Henston reports that his company is still in the development mode and plans a larger research project to be completed late summer 2008, which will tap into the New Belgium Brewing Company as a source of growth-enhancing CO2. Solix is financed by private equity, with $5 million having been raised and plans to raise another $10 million during 2008.
Valcent Products
In his “vertical greenhouse” near El Paso, Texas, plant physiologist and Valcent Products CEO Glen Kertz has developed a unique method of exposing algae to sunlight in order to produce the greatest amount of biomass in the shortest period of time. The device, known as a High Density Vertical Bioreactor (HDVB), or “VertiGro” system, uses a series of transparent horizontal chambers (reactors) connected in series so the algae solution is exposed to sunlight while flowing down after having been pumped up from a reservoir. The process is then repeated. Being a closed-loop system, almost no water is used except that required to feed the algae. Kertz maintains that algae is the fastest-growing plant on Earth, and in some species as much as 50 percent of the “body weight” is vegetable oil (lipids). Moreover, he claims that by selecting the right species of algae, Valcent will be able to tailor the carbon chains for those most effective in producing a menu of transportation products such as diesel or jet fuel.
Kertz is even more enthusiastic than Henston in his estimation of yields: 20,000 gallons of oil from an acre of pond, ostensibly much more from the VertiGro system. He calculates that an area one-tenth the size of New Mexico in algae production would meet the fuel demands for the entire United States.
PetroSun
Scottsdale-based PetroSun, already a player in the oil and natural-gas industries, plans to open a 1,100-acre saltwater open-pond system with 94 five-acre and 63 10-acre ponds. Located on the Texas Gulf coast, it plans to extract oil on-site and then barge or truck the raw oil to a biodiesel refinery.

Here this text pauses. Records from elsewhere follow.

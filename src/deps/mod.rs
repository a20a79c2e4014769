// src/deps/mod.rs

use std::path::Path;

use crate::buildenv::BuildEnv;
use crate::error::{Error, Result};
use crate::target::{TargetDependency, TargetId};

pub mod arch_coerced;
pub mod fs;
pub mod git;
pub mod github;
pub mod global;

pub use arch_coerced::ArchCoercedDepResolver;
pub use fs::FsDepResolver;
pub use git::GitDepResolver;
pub use github::GithubDepResolver;
pub use global::GlobalDepResolver;

/// Converts dependency records into concrete targets, possibly fetching or
/// generating them. One resolver serves one (or more) depstring namespaces.
pub trait DepResolver {
    /// Resolves the dependency to a target, loading and registering it when
    /// it is not already cached.
    fn resolve(
        &self,
        env: &mut BuildEnv,
        from: TargetId,
        dep: &TargetDependency,
    ) -> Result<TargetId>;

    /// Produces an architecture-coerced variant of an already-resolved
    /// target. Only meaningful for the `arch-coerced` resolver.
    fn resolve_coerced(
        &self,
        env: &mut BuildEnv,
        from: TargetId,
        _existing: TargetId,
    ) -> Result<TargetId> {
        Err(Error::dependency(
            Some(env.target(from).module.clone()),
            "this resolver does not support architecture coercion".to_string(),
        ))
    }

    /// Fetches the dependency's contents into a directory for global package
    /// installation. Returns false when the namespace does not support it.
    fn save_to_path(
        &self,
        _env: &mut BuildEnv,
        _dep: &TargetDependency,
        _path: &Path,
    ) -> Result<bool> {
        Ok(false)
    }

    /// Whether the resolver applies subtarget filters itself.
    fn handles_filters(&self) -> bool {
        false
    }
}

The company plans additional algae sites and extraction plants in Alabama, Arizona, and Louisiana.
The interest in algae-to-oil is certainly not limited to the United States. Prototype production is underway in Israel and New Zealand, with the aforementioned PetroSun planning facilities in Mexico, Brazil, and Australia. At this point in time all of these plants have one thing in common: they are not yet producing any fuel. It may well come to pass — and there is certainly “a lot of attempting going on out there” — but the process may well prove to be more difficult than it seems to be at first glance.
One very encouraging sign, however, is the lack of interest the federal government is showing in algae-to-oil production. The energy legislation of the federal government — particularly with Democrats in control of the House and Senate — is focused on those technologies that don’t have a chance of producing significant energy. The politicians are buying off special-interest groups that can’t legitimately compete in the energy market. In light of this, it may well be that algae could play a key role in our energy future.
* See the author’s article “The ‘Hydrogen’ Economy,” available online at www.thenewamerican.com.
† See the author’s article “Going Bananas Over Ethanol,” available online at www.thenewamerican.com.